En mai, trois scientifiques de renom, dont l’ancien président du Giec Robert Watson, estimaient ainsi dans une tribune (dans The Conversation. Voir la traduction française sur le site alencontre.org) avoir réalisé sur le tard que la neutralité carbone était un «piège dangereux». Une «idée géniale, en théorie», mais qui en pratique «réduit le sentiment d’urgence lié à la nécessité de limiter les émissions immédiatement». Un rapport d’ONG internationales dont les Amis de la Terre, publiée en juin 2021, qualifie la neutralité carbone de «grosse arnaque», tandis qu’un autre, paru en février (Les Amis de la Terre international, 22 février) parle «d’écran de fumée» permettant de «dissimuler l’inaction». Le Programme des Nations unies pour l’environnement note de son côté que les engagements d’une cinquantaine de pays en faveur de l’objectif de zéro émission nette à long terme «comportent d’importantes ambiguïtés», et appelle à ce que l’action ne soit pas repoussée après 2030.

Pourquoi la compensation carbone est-elle particulièrement dans le viseur?

Utilisé par les entreprises pour parvenir à l’objectif de neutralité carbone, cet outil est très décrié. Concrètement, les firmes donnent de l’argent à des porteurs de projets de réduction des émissions de CO2 (conservation des forêts…) ou de séquestration (plantation d’arbres…), le plus souvent basés à l’étranger. Air France s’est par exemple engagé depuis 2020 à compenser les émissions de ses vols en France métropolitaine, soit «450 vols et 57 000 clients quotidiens», grâce à des projets au Brésil, au Pérou, au Kenya, en Inde ou au Cambodge. L’un d’eux, contre la déforestation au Brésil, a ainsi pour enjeu «22 millions de tonnes d’équivalent CO2». Avec les énergies renouvelables, la forêt est particulièrement prisée des entreprises: «C’est facile de communiquer visuellement, c’est sexy et surtout, ça coûte moins cher», argue Alain Karsenty, qui est aussi spécialiste des forêts.

Ce mécanisme permet aux entreprises d’obtenir les fameux crédits carbone que l’on peut générer à l’infini; ils s’achètent et se vendent sur le marché de la compensation carbone volontaire. Ces crédits sont labellisés par des organismes de certification comme Verra, Gold Standard ou Plan Vivo, qui évaluent les quantités de CO2 séquestrées ou évitées par les projets. Un processus de validation qui ne fait pas l’unanimité, en raison de la difficulté à effectuer de telles évaluations et projections.

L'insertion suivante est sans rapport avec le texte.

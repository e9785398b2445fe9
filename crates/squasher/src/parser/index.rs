//! Name bindings of a parsed module, enough to follow references from a
//! migration's class body without executing anything.

use ruff_python_ast::{Expr, ModModule, Stmt, StmtClassDef, StmtFunctionDef};
use rustc_hash::FxHashMap;

/// What a name is bound to.
#[derive(Debug, Clone, Copy)]
pub(crate) enum Binding<'a> {
    /// `import a.b` binds `a` to `a`; `import a.b as c` binds `c` to `a.b`.
    Import { path: &'a str, statement: usize },
    /// `from module import name [as alias]`.
    ImportFrom {
        module: &'a str,
        level: u32,
        name: &'a str,
        statement: usize,
    },
    Function(&'a StmtFunctionDef),
    Class(&'a StmtClassDef),
    Lambda,
    /// Any other assignment; the right-hand side is followed lazily.
    Assign(&'a Expr),
}

/// Top-level and `class Migration` bindings of one module.
#[derive(Debug)]
pub(crate) struct ModuleIndex<'a> {
    /// Dotted module name.
    pub(crate) module: String,
    pub(crate) source: &'a str,
    pub(crate) migration_class: Option<&'a StmtClassDef>,
    /// One normalized statement per imported name.
    imports: Vec<String>,
    module_scope: FxHashMap<&'a str, Binding<'a>>,
    class_scope: FxHashMap<&'a str, Binding<'a>>,
}

impl<'a> ModuleIndex<'a> {
    pub(crate) fn new(module: impl Into<String>, source: &'a str, parsed: &'a ModModule) -> Self {
        let mut index = Self {
            module: module.into(),
            source,
            migration_class: None,
            imports: Vec::new(),
            module_scope: FxHashMap::default(),
            class_scope: FxHashMap::default(),
        };

        let mut module_scope = FxHashMap::default();
        index.bind_all(&parsed.body, &mut module_scope);
        index.module_scope = module_scope;

        if let Some(migration) = crate::source_utils::find_migration_class(parsed) {
            index.migration_class = Some(migration);
            let mut class_scope = FxHashMap::default();
            index.bind_all(&migration.body, &mut class_scope);
            index.class_scope = class_scope;
        }
        index
    }

    fn bind_all(&mut self, body: &'a [Stmt], scope: &mut FxHashMap<&'a str, Binding<'a>>) {
        for stmt in body {
            match stmt {
                Stmt::Import(import) => {
                    for alias in &import.names {
                        let statement = self.imports.len();
                        match &alias.asname {
                            Some(asname) => {
                                self.imports
                                    .push(format!("import {} as {asname}", alias.name));
                                scope.insert(
                                    asname.as_str(),
                                    Binding::Import {
                                        path: alias.name.as_str(),
                                        statement,
                                    },
                                );
                            }
                            None => {
                                self.imports.push(format!("import {}", alias.name));
                                let top = alias
                                    .name
                                    .as_str()
                                    .split('.')
                                    .next()
                                    .unwrap_or(alias.name.as_str());
                                scope.insert(
                                    top,
                                    Binding::Import {
                                        path: top,
                                        statement,
                                    },
                                );
                            }
                        }
                    }
                }
                Stmt::ImportFrom(import_from) => {
                    let module = import_from.module.as_ref().map_or("", |m| m.as_str());
                    let dots = ".".repeat(import_from.level as usize);
                    for alias in &import_from.names {
                        let statement = self.imports.len();
                        let bound = match &alias.asname {
                            Some(asname) => {
                                self.imports.push(format!(
                                    "from {dots}{module} import {} as {asname}",
                                    alias.name
                                ));
                                asname.as_str()
                            }
                            None => {
                                self.imports
                                    .push(format!("from {dots}{module} import {}", alias.name));
                                alias.name.as_str()
                            }
                        };
                        scope.insert(
                            bound,
                            Binding::ImportFrom {
                                module,
                                level: import_from.level,
                                name: alias.name.as_str(),
                                statement,
                            },
                        );
                    }
                }
                Stmt::FunctionDef(function) => {
                    scope.insert(function.name.as_str(), Binding::Function(function));
                }
                Stmt::ClassDef(class_def) => {
                    scope.insert(class_def.name.as_str(), Binding::Class(class_def));
                }
                Stmt::Assign(assign) => {
                    let binding = match assign.value.as_ref() {
                        Expr::Lambda(_) => Binding::Lambda,
                        value => Binding::Assign(value),
                    };
                    for target in &assign.targets {
                        if let Expr::Name(name) = target {
                            scope.insert(name.id.as_str(), binding);
                        }
                    }
                }
                Stmt::AnnAssign(assign) => {
                    if let (Expr::Name(name), Some(value)) = (assign.target.as_ref(), &assign.value)
                    {
                        let binding = match value.as_ref() {
                            Expr::Lambda(_) => Binding::Lambda,
                            value => Binding::Assign(value),
                        };
                        scope.insert(name.id.as_str(), binding);
                    }
                }
                // Conditional imports such as `try: ... except ImportError:`
                Stmt::Try(try_stmt) => {
                    self.bind_all(&try_stmt.body, scope);
                }
                Stmt::If(if_stmt) => {
                    self.bind_all(&if_stmt.body, scope);
                }
                _ => {}
            }
        }
    }

    /// Looks `name` up, in the migration class body first when
    /// `class_scope` is set.
    pub(crate) fn lookup(&self, name: &str, class_scope: bool) -> Option<Binding<'a>> {
        if class_scope && let Some(binding) = self.class_scope.get(name) {
            return Some(*binding);
        }
        self.module_scope.get(name).copied()
    }

    pub(crate) fn is_class_binding(&self, name: &str) -> bool {
        self.class_scope.contains_key(name)
    }

    /// Statement that introduced an import binding.
    pub(crate) fn import_statement(&self, statement: usize) -> Option<&str> {
        self.imports.get(statement).map(String::as_str)
    }

    /// Absolute module of a `from` import, resolving leading dots against
    /// this module's package.
    pub(crate) fn absolute_module(&self, module: &str, level: u32) -> String {
        if level == 0 {
            return module.to_owned();
        }
        let mut package: Vec<&str> = self.module.split('.').collect();
        for _ in 0..level {
            package.pop();
        }
        if !module.is_empty() {
            package.push(module);
        }
        package.join(".")
    }
}

#[cfg(test)]
mod tests {
    use ruff_python_parser::parse_module;

    use super::*;

    const SOURCE: &str = r"import datetime
import django.contrib.contenttypes.models
import numpy as np
from django.db import migrations, models as m
from . import utils

noop = migrations.RunPython.noop
forwards = lambda apps, schema_editor: None


def same_name(apps, schema_editor):
    pass


class Migration(migrations.Migration):
    def same_name(apps, schema_editor):
        pass

    operations = []
";

    #[test]
    fn test_bindings() {
        let parsed = parse_module(SOURCE).expect("valid source");
        let index = ModuleIndex::new("app.migrations.0002_auto", SOURCE, parsed.syntax());

        let Some(Binding::Import { path, statement }) = index.lookup("django", false) else {
            panic!("expected an import binding");
        };
        assert_eq!(path, "django");
        assert_eq!(
            index.import_statement(statement),
            Some("import django.contrib.contenttypes.models")
        );
        assert!(matches!(
            index.lookup("np", false),
            Some(Binding::Import { path: "numpy", .. })
        ));
        let Some(Binding::ImportFrom { name, statement, .. }) = index.lookup("m", false) else {
            panic!("expected an import binding");
        };
        assert_eq!(name, "models");
        assert_eq!(
            index.import_statement(statement),
            Some("from django.db import models as m")
        );
        assert!(matches!(index.lookup("noop", false), Some(Binding::Assign(_))));
        assert!(matches!(index.lookup("forwards", false), Some(Binding::Lambda)));

        let Some(Binding::Function(function)) = index.lookup("same_name", true) else {
            panic!("expected a function");
        };
        assert!(index.is_class_binding("same_name"));
        assert!(function.range.start() > index.migration_class.expect("class").range.start());
        assert!(index.lookup("operations", false).is_none());
    }

    #[test]
    fn test_relative_modules() {
        let parsed = parse_module(SOURCE).expect("valid source");
        let index = ModuleIndex::new("app.migrations.0002_auto", SOURCE, parsed.syntax());
        assert_eq!(index.absolute_module("", 1), "app.migrations");
        assert_eq!(index.absolute_module("utils", 2), "app.utils");
        assert_eq!(index.absolute_module("django.db", 0), "django.db");
    }
}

Les calculs ne prennent par exemple pas forcément en compte le fait qu’il faut plusieurs dizaines d’années à un arbre pour arriver à maturité et donc pour qu’il soit capable d’absorber efficacement du CO2. Cela dépend aussi du type d’essences et de massifs. Les vieilles forêts avec leurs gros arbres et leurs sols, sont celles qui retiennent le plus de carbone. «Au Congo, Total plante seulement des acacias car ils poussent rapidement mais ils meurent aussi plus vite, souligne Alain Karsenty. La plupart finiront en bois-énergie.» Une monoculture, c’est aussi moins de biodiversité et moins de résilience. Impossible donc de garantir la pérennité à cent ou deux cents ans d’un tel projet. La forêt en question peut brûler, elle peut aussi être coupée ou décimée par des parasites comme les scolytes qui prolifèrent avec le changement climatique. Sans oublier le stress thermique et hydrique qui accroît la mortalité des arbres. Autant de CO2 qui sera alors rejeté dans l’atmosphère.

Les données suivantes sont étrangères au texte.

//! Circular dependencies that keep a history from being squashed cleanly.
//!
//! Two kinds are reported: migrations on disk that depend on each other,
//! and apps whose freshly proposed migrations depend on each other. The
//! second kind is what a squash would write, since every app collapses into
//! as few nodes as its models allow.

use indexmap::IndexMap;
use petgraph::{
    algo::tarjan_scc,
    graph::{DiGraph, NodeIndex},
};
use rustc_hash::FxHashMap;

use crate::migration::{Dependency, NodeKey, ProposedMigration};

/// A proposed migration depending on a migration of another app in the
/// same cycle.
#[derive(Debug, Clone, PartialEq, Eq)]
pub struct CrossDependency {
    pub from: NodeKey,
    pub to: Dependency,
}

/// Apps depending on each other through their proposed migrations.
#[derive(Debug, Clone, PartialEq, Eq)]
pub struct AppCycle {
    /// Sorted labels.
    pub apps: Vec<String>,
    pub dependencies: Vec<CrossDependency>,
}

#[derive(Debug, Default)]
struct AppGraph {
    graph: DiGraph<String, ()>,
    node_indices: FxHashMap<String, NodeIndex>,
}

impl AppGraph {
    fn add_node(&mut self, app_label: &str) -> NodeIndex {
        if let Some(&index) = self.node_indices.get(app_label) {
            return index;
        }
        let index = self.graph.add_node(app_label.to_owned());
        self.node_indices.insert(app_label.to_owned(), index);
        index
    }
}

/// App-level cycles among `changes`, ignoring swappable dependencies.
pub fn app_cycles(changes: &IndexMap<String, Vec<ProposedMigration>>) -> Vec<AppCycle> {
    let mut apps = AppGraph::default();
    for (app_label, migrations) in changes {
        let dependent = apps.add_node(app_label);
        for migration in migrations {
            for dependency in &migration.dependencies {
                let Some(target) = dependency.app_label() else {
                    continue;
                };
                if target == app_label.as_str() {
                    continue;
                }
                let target = apps.add_node(target);
                if !apps.graph.contains_edge(target, dependent) {
                    apps.graph.add_edge(target, dependent, ());
                }
            }
        }
    }

    let mut cycles: Vec<AppCycle> = tarjan_scc(&apps.graph)
        .into_iter()
        .filter(|component| component.len() > 1)
        .map(|component| {
            let mut labels: Vec<String> = component
                .into_iter()
                .map(|index| apps.graph[index].clone())
                .collect();
            labels.sort();
            let dependencies = cross_dependencies(changes, &labels);
            AppCycle {
                apps: labels,
                dependencies,
            }
        })
        .collect();
    cycles.sort_by(|a, b| a.apps.cmp(&b.apps));
    cycles
}

fn cross_dependencies(
    changes: &IndexMap<String, Vec<ProposedMigration>>,
    labels: &[String],
) -> Vec<CrossDependency> {
    let mut found = Vec::new();
    for label in labels {
        let Some(migrations) = changes.get(label) else {
            continue;
        };
        for migration in migrations {
            for dependency in &migration.dependencies {
                if let Some(target) = dependency.app_label()
                    && target != label.as_str()
                    && labels.iter().any(|other| other == target)
                {
                    found.push(CrossDependency {
                        from: NodeKey::new(label.clone(), migration.name.clone()),
                        to: dependency.clone(),
                    });
                }
            }
        }
    }
    found
}
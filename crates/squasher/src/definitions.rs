//! Statically resolved Python definitions referenced from migration operations.
//!
//! Migrations are never imported; a callable or operation class is described
//! by the module that defines it, its qualified name and, when the defining
//! module is part of the project, its source text.

use std::fmt;

/// How a referenced callable binds when it is looked up.
#[derive(Debug, Clone, Copy, PartialEq, Eq)]
pub enum CallableKind {
    /// A plain function, either module level or a function defined in a
    /// class body without a `self` parameter.
    Function,
    Lambda,
    StaticMethod,
    ClassMethod,
    /// A function that declares a `self` parameter.
    InstanceMethod,
    /// The reference resolved to something that cannot be called.
    NotCallable,
}

/// Identity of a definition: the module it lives in and the name it was
/// defined under. Renaming a callable never changes its identity.
#[derive(Debug, Clone, PartialEq, Eq, Hash, PartialOrd, Ord)]
pub struct DefinitionId {
    pub module: String,
    pub qualname: String,
}

impl fmt::Display for DefinitionId {
    fn fmt(&self, f: &mut fmt::Formatter<'_>) -> fmt::Result {
        write!(f, "{}.{}", self.module, self.qualname)
    }
}

#[derive(Debug, Clone, PartialEq, Eq)]
pub struct CallableRef {
    pub module: String,
    /// Current name; differs from `original_qualname` once relocated.
    pub qualname: String,
    pub original_qualname: String,
    pub kind: CallableKind,
    /// Defined directly in the body of a `Migration` subclass.
    pub in_migration_class: bool,
    /// Dedented source of the definition, when the module could be read.
    pub source: Option<String>,
    /// Lives in an installed package, the standard library, or could not be
    /// located at all.
    pub read_only: bool,
    /// Emitted into the generated module and referenced by bare name.
    pub local: bool,
}

impl CallableRef {
    pub fn new(module: impl Into<String>, qualname: impl Into<String>, kind: CallableKind) -> Self {
        let qualname = qualname.into();
        Self {
            module: module.into(),
            original_qualname: qualname.clone(),
            qualname,
            kind,
            in_migration_class: false,
            source: None,
            read_only: false,
            local: false,
        }
    }

    /// A callable from a module that is never rewritten.
    pub fn external(module: impl Into<String>, qualname: impl Into<String>) -> Self {
        let mut callable = Self::new(module, qualname, CallableKind::Function);
        callable.read_only = true;
        callable
    }

    #[must_use]
    pub fn with_source(mut self, source: impl Into<String>) -> Self {
        self.source = Some(source.into());
        self
    }

    #[must_use]
    pub fn in_migration_class(mut self) -> Self {
        self.in_migration_class = true;
        self
    }

    pub fn id(&self) -> DefinitionId {
        DefinitionId {
            module: self.module.clone(),
            qualname: self.original_qualname.clone(),
        }
    }

    pub fn full_name(&self) -> String {
        format!("{}.{}", self.module, self.qualname)
    }

    /// Name the definition was written with, without its class prefix.
    pub fn original_name(&self) -> &str {
        self.original_qualname
            .rsplit_once('.')
            .map_or(self.original_qualname.as_str(), |(_, name)| name)
    }

    pub fn is_renamed(&self) -> bool {
        self.original_name() != self.qualname
    }

    /// Whether the definition can be copied into a generated module as a
    /// top-level function.
    pub fn is_relocatable(&self) -> bool {
        self.source.is_some()
            && !self.read_only
            && (self.in_migration_class || !self.original_qualname.contains('.'))
    }
}

/// An operation class that is not part of the framework's migrations module.
#[derive(Debug, Clone, PartialEq, Eq)]
pub struct ClassRef {
    pub module: String,
    pub qualname: String,
    pub source: Option<String>,
    pub read_only: bool,
    pub local: bool,
}

impl ClassRef {
    pub fn new(module: impl Into<String>, qualname: impl Into<String>) -> Self {
        Self {
            module: module.into(),
            qualname: qualname.into(),
            source: None,
            read_only: false,
            local: false,
        }
    }

    pub fn id(&self) -> DefinitionId {
        DefinitionId {
            module: self.module.clone(),
            qualname: self.qualname.clone(),
        }
    }

    pub fn name(&self) -> &str {
        self.qualname
            .rsplit_once('.')
            .map_or(self.qualname.as_str(), |(_, name)| name)
    }

    pub fn full_name(&self) -> String {
        format!("{}.{}", self.module, self.qualname)
    }

    pub fn is_relocatable(&self) -> bool {
        self.source.is_some() && !self.read_only && !self.qualname.contains('.')
    }
}

#[cfg(test)]
mod tests {
    use super::*;

    #[test]
    fn test_migration_method_is_relocatable() {
        let callable = CallableRef::new("app.migrations.0002_auto", "Migration.forwards", CallableKind::Function)
            .with_source("def forwards(apps, schema_editor):\n    return\n")
            .in_migration_class();
        assert!(callable.is_relocatable());
        assert_eq!(callable.original_name(), "forwards");
    }

    #[test]
    fn test_nested_function_is_not_relocatable() {
        let callable = CallableRef::new("app.migrations.0002_auto", "A.func", CallableKind::StaticMethod)
            .with_source("def func():\n    return 3\n");
        assert!(!callable.is_relocatable());
    }

    #[test]
    fn test_external_callable_is_read_only() {
        let callable = CallableRef::external("django.db.migrations", "RunPython.noop");
        assert!(callable.read_only);
        assert!(!callable.is_relocatable());
        assert_eq!(callable.full_name(), "django.db.migrations.RunPython.noop");
    }
}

Par ailleurs, les peuples autochtones vivent sur des terres souvent très convoitées par les porteurs de projets de compensation carbone. Les spécialistes pointent un risque d’accaparement des terres et de violations de leurs droits. Quant aux puits naturels, ils ne peuvent être forcés à absorber davantage de carbone: «Les forêts et l’océan absorbent déjà 56% des émissions mondiales, le maximum de ce qu’ils peuvent absorber, avertit la climatologue Françoise Vimeux. Il est probable que le fait d’augmenter les émissions de GES perturbe leur fonctionnement, de telle sorte que ces puits deviendraient moins efficaces…» Les technologies de géo-ingénierie comme le captage du CO2 dans le sous-sol, elles, «n’existent pas à grande échelle, sont risquées, énergivores et coûtent très cher», pointe la climatologue.

Comment mieux encadrer la neutralité carbone?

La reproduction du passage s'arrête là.